Stored data:
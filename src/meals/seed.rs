use tracing::{info, instrument, warn};

use super::error::MealError;
use super::repo_types::NewMeal;
use super::services::MealManager;
use crate::nutrition::Nutrients;

#[allow(clippy::too_many_arguments)]
fn sample(
    name: &str,
    calories: f64,
    protein: f64,
    fats: f64,
    carbohydrates: f64,
    fiber: f64,
    sugar: f64,
    sodium: f64,
) -> NewMeal {
    NewMeal::new(
        name,
        Nutrients {
            calories: Some(calories),
            protein: Some(protein),
            fats: Some(fats),
            carbohydrates: Some(carbohydrates),
            fiber: Some(fiber),
            sugar: Some(sugar),
            sodium: Some(sodium),
        },
    )
}

pub fn sample_meals() -> Vec<NewMeal> {
    vec![
        sample("2 Chapati", 240.0, 8.0, 4.0, 48.0, 4.0, 2.0, 320.0),
        sample("1 Bowl Dal", 180.0, 12.0, 2.0, 28.0, 6.0, 3.0, 450.0),
        sample("1 Plate Upma", 220.0, 6.0, 8.0, 35.0, 3.0, 4.0, 380.0),
        sample("Oatmeal Bowl", 150.0, 5.0, 3.0, 27.0, 4.0, 8.0, 200.0),
    ]
}

/// Insert the sample meals when the store is empty. Returns how many were added.
#[instrument(skip(manager))]
pub async fn seed_if_empty(manager: &MealManager) -> Result<usize, MealError> {
    let existing = manager.list_all().await?;
    if !existing.is_empty() {
        info!(count = existing.len(), "store already contains meals; skipping seed");
        return Ok(0);
    }

    let mut added = 0;
    for meal in sample_meals() {
        let name = meal.name.clone();
        match manager.create_manual(meal).await {
            Ok(_) => added += 1,
            Err(e) => warn!(error = %e, %name, "failed to seed sample meal"),
        }
    }
    info!(added, "sample meals added");
    Ok(added)
}
use axum::{
    http::StatusCode,
    response::{IntoResponse, Response},
    Json,
};
use serde_json::json;
use thiserror::Error;
use tracing::error;
use uuid::Uuid;

use crate::nutrition::EstimationError;

/// Every manager failure, one variant per HTTP outcome.
#[derive(Debug, Error)]
pub enum MealError {
    #[error("{0}")]
    Validation(String),

    #[error("meal with id {0} not found")]
    NotFound(Uuid),

    #[error("nutrition analysis service is not available")]
    EstimationUnavailable,

    #[error("failed to analyze meal nutrition: {0}")]
    Upstream(#[from] EstimationError),

    #[error(transparent)]
    Store(#[from] anyhow::Error),
}

impl MealError {
    pub fn status(&self) -> StatusCode {
        match self {
            MealError::Validation(_) => StatusCode::BAD_REQUEST,
            MealError::NotFound(_) => StatusCode::NOT_FOUND,
            MealError::EstimationUnavailable => StatusCode::SERVICE_UNAVAILABLE,
            MealError::Upstream(_) => StatusCode::BAD_GATEWAY,
            MealError::Store(_) => StatusCode::INTERNAL_SERVER_ERROR,
        }
    }
}

impl IntoResponse for MealError {
    fn into_response(self) -> Response {
        let status = self.status();
        let detail = match &self {
            MealError::Store(e) => {
                error!(error = ?e, "store failure");
                "an unexpected storage error occurred".to_string()
            }
            other => other.to_string(),
        };
        (status, Json(json!({ "detail": detail }))).into_response()
    }
}

#[cfg(test)]
mod tests {
    use super::*;

    #[test]
    fn each_kind_maps_to_one_status() {
        assert_eq!(MealError::Validation("x".into()).status(), StatusCode::BAD_REQUEST);
        assert_eq!(MealError::NotFound(Uuid::nil()).status(), StatusCode::NOT_FOUND);
        assert_eq!(
            MealError::EstimationUnavailable.status(),
            StatusCode::SERVICE_UNAVAILABLE
        );
        assert_eq!(
            MealError::from(EstimationError::EmptyResponse).status(),
            StatusCode::BAD_GATEWAY
        );
        assert_eq!(
            MealError::from(anyhow::anyhow!("disk on fire")).status(),
            StatusCode::INTERNAL_SERVER_ERROR
        );
    }
}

Assignment | Write down every line of the data above that includes the string "impl".

Answer section |
impl MealError {
impl IntoResponse for MealError {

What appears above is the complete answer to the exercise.